Publisher/Year: Simon & Schuster UK 2022

Publisher’s blurb

Everyone wanted her life
Someone wanted her dead

It was Hannah who found April’s body ten years ago.
It was Hannah who didn’t question what she saw that day.
Did her testimony put an innocent man in prison?

She needs to know the truth.

Even if it means questioning her own friends.
Even if it means putting her own life at risk.

Because if the killer wasn’t a stranger, it’s someone she knows…

Reviewer: Jacquie Byron

I’m a sucker for an “Oxford” novel and in The It Girl we get a nice slice of the heady, high-pressured, idiosyncratic university life that is often so fascinating to read about.
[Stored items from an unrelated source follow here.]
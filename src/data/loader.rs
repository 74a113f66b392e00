use std::collections::BTreeMap;
use std::fs::File;
use std::path::Path;

use arrow::array::{
    Array, ArrayRef, BooleanArray, Float32Array, Float64Array, Int32Array, Int64Array,
    LargeStringArray, StringArray,
};
use arrow::datatypes::DataType;
use arrow::record_batch::RecordBatch;
use log::info;
use parquet::arrow::arrow_reader::ParquetRecordBatchReaderBuilder;
use serde_json::{Map, Value as JsonValue};

use super::model::{
    CellValue, Dataset, RawRecord, ATTENDANCE_RATE, FINAL_EXAM_SCORE, GENDER, PARENTAL_EDUCATION,
    REQUIRED_COLUMNS, STUDY_HOURS,
};
use crate::error::{DashboardError, Result};

/// CSV cell spellings read as a missing value, matching the usual DataFrame
/// defaults. Matched exactly; text cells are never trimmed.
const MISSING_TOKENS: [&str; 10] = [
    "", "NA", "N/A", "n/a", "<NA>", "NaN", "nan", "null", "NULL", "None",
];

// ---------------------------------------------------------------------------
// Public entry-point
// ---------------------------------------------------------------------------

/// Load the student dataset from a file and fill its missing numeric cells.
/// Dispatch by extension.
///
/// Supported formats:
/// * `.csv`     – header row, one student per line
/// * `.json`    – `[{ "Gender": "Female", "Attendance_Rate": 91.0, ... }, ...]`
/// * `.parquet` – flat columns as written by `df.to_parquet()`
pub fn load_file(path: &Path) -> Result<Dataset> {
    let ext = path
        .extension()
        .and_then(|e| e.to_str())
        .unwrap_or("")
        .to_ascii_lowercase();

    let dataset = match ext.as_str() {
        "csv" => load_csv(path),
        "json" => load_json(path),
        "parquet" | "pq" => load_parquet(path),
        other => Err(DashboardError::UnsupportedFormat(other.to_string())),
    }?;

    info!(
        "Loaded {} students from {} with columns {:?}",
        dataset.len(),
        path.display(),
        dataset.column_names
    );
    Ok(dataset)
}

fn check_required(column_names: &[String]) -> Result<()> {
    match REQUIRED_COLUMNS
        .iter()
        .copied()
        .find(|c| !column_names.iter().any(|n| n == c))
    {
        Some(missing) => Err(DashboardError::MissingColumn(missing)),
        None => Ok(()),
    }
}

fn open(path: &Path) -> Result<File> {
    File::open(path).map_err(|source| DashboardError::Io {
        path: path.to_path_buf(),
        source,
    })
}

// ---------------------------------------------------------------------------
// CSV loader
// ---------------------------------------------------------------------------

/// Positions of the charted columns inside a header row.
struct ColumnIndex {
    gender: usize,
    study_hours: usize,
    attendance: usize,
    final_score: usize,
    education: usize,
}

impl ColumnIndex {
    fn locate(headers: &[String]) -> Result<Self> {
        let find = |name: &'static str| {
            headers
                .iter()
                .position(|h| h == name)
                .ok_or(DashboardError::MissingColumn(name))
        };
        Ok(ColumnIndex {
            gender: find(GENDER)?,
            study_hours: find(STUDY_HOURS)?,
            attendance: find(ATTENDANCE_RATE)?,
            final_score: find(FINAL_EXAM_SCORE)?,
            education: find(PARENTAL_EDUCATION)?,
        })
    }

    fn contains(&self, idx: usize) -> bool {
        [
            self.gender,
            self.study_hours,
            self.attendance,
            self.final_score,
            self.education,
        ]
        .contains(&idx)
    }
}

fn load_csv(path: &Path) -> Result<Dataset> {
    let mut reader = csv::Reader::from_reader(open(path)?);
    let headers: Vec<String> = reader
        .headers()?
        .iter()
        .map(|h| h.trim().to_string())
        .collect();
    let index = ColumnIndex::locate(&headers)?;

    let mut rows = Vec::new();
    for (row_no, result) in reader.records().enumerate() {
        let record = result?;
        let cell = |idx: usize| record.get(idx).unwrap_or("");

        let mut extra = BTreeMap::new();
        for (col_idx, value) in record.iter().enumerate() {
            if index.contains(col_idx) {
                continue;
            }
            if let Some(name) = headers.get(col_idx) {
                extra.insert(name.clone(), guess_cell_type(value));
            }
        }

        rows.push(RawRecord {
            gender: text_cell(cell(index.gender)),
            study_hours_per_week: parse_number(cell(index.study_hours), row_no, STUDY_HOURS)?,
            attendance_rate: parse_number(cell(index.attendance), row_no, ATTENDANCE_RATE)?,
            final_exam_score: parse_number(cell(index.final_score), row_no, FINAL_EXAM_SCORE)?,
            parental_education_level: text_cell(cell(index.education)),
            extra,
        });
    }

    Dataset::from_raw(headers, rows)
}

fn is_missing(s: &str) -> bool {
    MISSING_TOKENS.contains(&s)
}

fn parse_number(s: &str, row: usize, column: &'static str) -> Result<Option<f64>> {
    if is_missing(s.trim()) {
        return Ok(None);
    }
    s.trim()
        .parse::<f64>()
        .map(Some)
        .map_err(|_| DashboardError::InvalidNumber {
            row,
            column,
            value: s.to_string(),
        })
}

fn text_cell(s: &str) -> Option<String> {
    (!is_missing(s)).then(|| s.to_string())
}

fn guess_cell_type(s: &str) -> CellValue {
    if s.is_empty() {
        return CellValue::Null;
    }
    if let Ok(i) = s.parse::<i64>() {
        return CellValue::Integer(i);
    }
    if let Ok(f) = s.parse::<f64>() {
        return CellValue::Float(f);
    }
    if s == "true" || s == "false" {
        return CellValue::Bool(s == "true");
    }
    CellValue::Text(s.to_string())
}

// ---------------------------------------------------------------------------
// JSON loader
// ---------------------------------------------------------------------------

/// Expected JSON schema (records-oriented, the default `df.to_json(orient='records')`):
///
/// ```json
/// [
///   { "Gender": "Female", "Study_Hours_per_Week": 12.0, "Attendance_Rate": null, ... },
///   ...
/// ]
/// ```
fn load_json(path: &Path) -> Result<Dataset> {
    let root: JsonValue = serde_json::from_reader(std::io::BufReader::new(open(path)?))?;
    let records = root.as_array().ok_or_else(|| DashboardError::Malformed {
        row: 0,
        message: "expected a top-level JSON array".to_string(),
    })?;

    let mut column_names: Vec<String> = Vec::new();
    let mut objects: Vec<&Map<String, JsonValue>> = Vec::with_capacity(records.len());
    for (i, rec) in records.iter().enumerate() {
        let obj = rec.as_object().ok_or_else(|| DashboardError::Malformed {
            row: i,
            message: "row is not a JSON object".to_string(),
        })?;
        for key in obj.keys() {
            if !column_names.contains(key) {
                column_names.push(key.clone());
            }
        }
        objects.push(obj);
    }

    // An empty array has no columns at all.
    check_required(&column_names)?;

    let mut rows = Vec::with_capacity(objects.len());
    for (row_no, obj) in objects.into_iter().enumerate() {
        let extra = obj
            .iter()
            .filter(|(key, _)| !REQUIRED_COLUMNS.contains(&key.as_str()))
            .map(|(key, val)| (key.clone(), json_to_cell(val)))
            .collect();

        rows.push(RawRecord {
            gender: json_text(obj.get(GENDER)),
            study_hours_per_week: json_number(obj.get(STUDY_HOURS), row_no, STUDY_HOURS)?,
            attendance_rate: json_number(obj.get(ATTENDANCE_RATE), row_no, ATTENDANCE_RATE)?,
            final_exam_score: json_number(obj.get(FINAL_EXAM_SCORE), row_no, FINAL_EXAM_SCORE)?,
            parental_education_level: json_text(obj.get(PARENTAL_EDUCATION)),
            extra,
        });
    }

    Dataset::from_raw(column_names, rows)
}

fn json_number(val: Option<&JsonValue>, row: usize, column: &'static str) -> Result<Option<f64>> {
    match val {
        None | Some(JsonValue::Null) => Ok(None),
        Some(JsonValue::Number(n)) => Ok(n.as_f64()),
        Some(JsonValue::String(s)) => parse_number(s, row, column),
        Some(other) => Err(DashboardError::InvalidNumber {
            row,
            column,
            value: other.to_string(),
        }),
    }
}

/// JSON strings are taken as written; only `null` or an absent key is missing.
fn json_text(val: Option<&JsonValue>) -> Option<String> {
    match val {
        Some(JsonValue::String(s)) => Some(s.clone()),
        Some(JsonValue::Number(n)) => Some(n.to_string()),
        Some(JsonValue::Bool(b)) => Some(b.to_string()),
        _ => None,
    }
}

fn json_to_cell(val: &JsonValue) -> CellValue {
    match val {
        JsonValue::String(s) => CellValue::Text(s.clone()),
        JsonValue::Number(n) => {
            if let Some(i) = n.as_i64() {
                CellValue::Integer(i)
            } else if let Some(f) = n.as_f64() {
                CellValue::Float(f)
            } else {
                CellValue::Text(n.to_string())
            }
        }
        JsonValue::Bool(b) => CellValue::Bool(*b),
        JsonValue::Null => CellValue::Null,
        other => CellValue::Text(other.to_string()),
    }
}

// ---------------------------------------------------------------------------
// Parquet loader
// ---------------------------------------------------------------------------

/// Load a Parquet file with one flat column per attribute.
///
/// Numeric columns may be Int32, Int64, Float32 or Float64 (nulls are missing
/// values); text columns Utf8 or LargeUtf8. Works with files written by both
/// **Pandas** (`df.to_parquet()`) and **Polars** (`df.write_parquet()`).
fn load_parquet(path: &Path) -> Result<Dataset> {
    let builder = ParquetRecordBatchReaderBuilder::try_new(open(path)?)?;
    let column_names: Vec<String> = builder
        .schema()
        .fields()
        .iter()
        .map(|f| f.name().clone())
        .collect();
    check_required(&column_names)?;
    let reader = builder.build()?;

    let mut rows = Vec::new();
    for batch_result in reader {
        let batch = batch_result?;
        let schema = batch.schema();

        let gender = batch_column(&batch, GENDER)?;
        let study = batch_column(&batch, STUDY_HOURS)?;
        let attendance = batch_column(&batch, ATTENDANCE_RATE)?;
        let score = batch_column(&batch, FINAL_EXAM_SCORE)?;
        let education = batch_column(&batch, PARENTAL_EDUCATION)?;

        let extra_cols: Vec<(usize, &String)> = schema
            .fields()
            .iter()
            .enumerate()
            .filter(|(_, f)| !REQUIRED_COLUMNS.contains(&f.name().as_str()))
            .map(|(i, f)| (i, f.name()))
            .collect();

        for row in 0..batch.num_rows() {
            let row_no = rows.len();
            let extra = extra_cols
                .iter()
                .map(|(idx, name)| ((*name).clone(), extract_cell(batch.column(*idx), row)))
                .collect();

            rows.push(RawRecord {
                gender: arrow_text(gender, row, row_no, GENDER)?,
                study_hours_per_week: arrow_number(study, row, row_no, STUDY_HOURS)?,
                attendance_rate: arrow_number(attendance, row, row_no, ATTENDANCE_RATE)?,
                final_exam_score: arrow_number(score, row, row_no, FINAL_EXAM_SCORE)?,
                parental_education_level: arrow_text(education, row, row_no, PARENTAL_EDUCATION)?,
                extra,
            });
        }
    }

    Dataset::from_raw(column_names, rows)
}

// -- Parquet / Arrow helpers --

fn batch_column<'b>(batch: &'b RecordBatch, name: &'static str) -> Result<&'b ArrayRef> {
    let idx = batch
        .schema()
        .index_of(name)
        .map_err(|_| DashboardError::MissingColumn(name))?;
    Ok(batch.column(idx))
}

/// Read a numeric cell, accepting any common integer or float width.
fn arrow_number(
    col: &ArrayRef,
    row: usize,
    row_no: usize,
    column: &'static str,
) -> Result<Option<f64>> {
    if col.is_null(row) {
        return Ok(None);
    }
    let any = col.as_any();
    let value = if let Some(arr) = any.downcast_ref::<Float64Array>() {
        arr.value(row)
    } else if let Some(arr) = any.downcast_ref::<Float32Array>() {
        arr.value(row) as f64
    } else if let Some(arr) = any.downcast_ref::<Int64Array>() {
        arr.value(row) as f64
    } else if let Some(arr) = any.downcast_ref::<Int32Array>() {
        arr.value(row) as f64
    } else if let Some(text) = string_value(col, row) {
        return parse_number(&text, row_no, column);
    } else {
        return Err(DashboardError::InvalidNumber {
            row: row_no,
            column,
            value: format!("{:?}", col.data_type()),
        });
    };
    // Pandas writes missing floats as NaN rather than null.
    Ok(if value.is_nan() { None } else { Some(value) })
}

fn arrow_text(
    col: &ArrayRef,
    row: usize,
    row_no: usize,
    column: &'static str,
) -> Result<Option<String>> {
    if col.is_null(row) {
        return Ok(None);
    }
    match string_value(col, row) {
        Some(s) => Ok(Some(s)),
        None => Err(DashboardError::Malformed {
            row: row_no,
            message: format!(
                "column '{column}' has type {:?}, expected text",
                col.data_type()
            ),
        }),
    }
}

fn string_value(col: &ArrayRef, row: usize) -> Option<String> {
    match col.data_type() {
        DataType::Utf8 => col
            .as_any()
            .downcast_ref::<StringArray>()
            .map(|s| s.value(row).to_string()),
        DataType::LargeUtf8 => col
            .as_any()
            .downcast_ref::<LargeStringArray>()
            .map(|s| s.value(row).to_string()),
        _ => None,
    }
}

/// Extract a single pass-through cell from an Arrow column at a given row.
fn extract_cell(col: &ArrayRef, row: usize) -> CellValue {
    if col.is_null(row) {
        return CellValue::Null;
    }
    let any = col.as_any();
    if let Some(s) = string_value(col, row) {
        CellValue::Text(s)
    } else if let Some(arr) = any.downcast_ref::<Int32Array>() {
        CellValue::Integer(arr.value(row) as i64)
    } else if let Some(arr) = any.downcast_ref::<Int64Array>() {
        CellValue::Integer(arr.value(row))
    } else if let Some(arr) = any.downcast_ref::<Float32Array>() {
        CellValue::Float(arr.value(row) as f64)
    } else if let Some(arr) = any.downcast_ref::<Float64Array>() {
        CellValue::Float(arr.value(row))
    } else if let Some(arr) = any.downcast_ref::<BooleanArray>() {
        CellValue::Bool(arr.value(row))
    } else {
        CellValue::Text(format!("{:?}", col.data_type()))
    }
}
And a murder to boot!

The girl referred to in the title of the book is the glamorous April Clarke-Cliveden (a perfect “it” girl name if I ever heard one) who seems to have everything going for her – the looks, the rich daddy, the brains, the beau – but then it’s all taken away. She’s killed by a truly unpleasant college porter called John Neville, at least that’s what everyone believes. Her roommate and newish best friend, Hannah Jones, a girl from a significantly humbler background, is the person whose evidence gets the accused man sent to life in prison.

Fast forward a decade or so and Hannah has married April’s old Oxford boyfriend, Will, and she’s having his baby. She’s trying to get on with life but journalists are digging up questions as to whether the porter really was April’s killer. John Neville professed his innocence until he eventually died in prison of natural causes. Hannah, who seemed to worship April at college, becomes obsessed with discovering the truth and risks her marriage and her pregnancy to chase it down.

Ware, a UK-based author, didn’t go to Oxford, she studied in Manchester, but apparently she “badgered” friends who did study there and, after England’s covid lockdowns, conducted her own research trip. She then combined the results and created a fictional college where the guts of the Oxford storyline take place. I found the student world, the cloistered almost suffocating aspect of it, the most compelling part of the book. In flashbacks to the period leading up to April’s death you get a good sense of the unpleasant person she may have been beneath the expensive clothes and glossy hair. You also get little glimpses of other players who may have wanted her dead.

Ruth Ware is an accomplished crime novelist. You’re in steady hands with this book. In a 2020 interview with Thrillerwomen.co.uk the writer said, “I know all the time that I’m working towards X being guilty, and trying to seed in enough clues and red herrings that the reader has the chance of guessing the truth, but hopefully doesn’t (or not completely).” I guess, like a lot of Sisters in Crime, I’m getting hard to hoodwink these days so I did get an inkling of who might be the guilty party in the last one hundred pages.

Still there is a very insidious and interesting element to this book which rests in its depiction of the manipulative, stalking, gaslighting behaviour that a tricky man can carry out while still convincing others he’s innocent or misunderstood. This is a disturbing side road to the John Neville storyline and ultimately explains why everyone found the porter so easy to “see” as the murderer, especially Hannah Jones.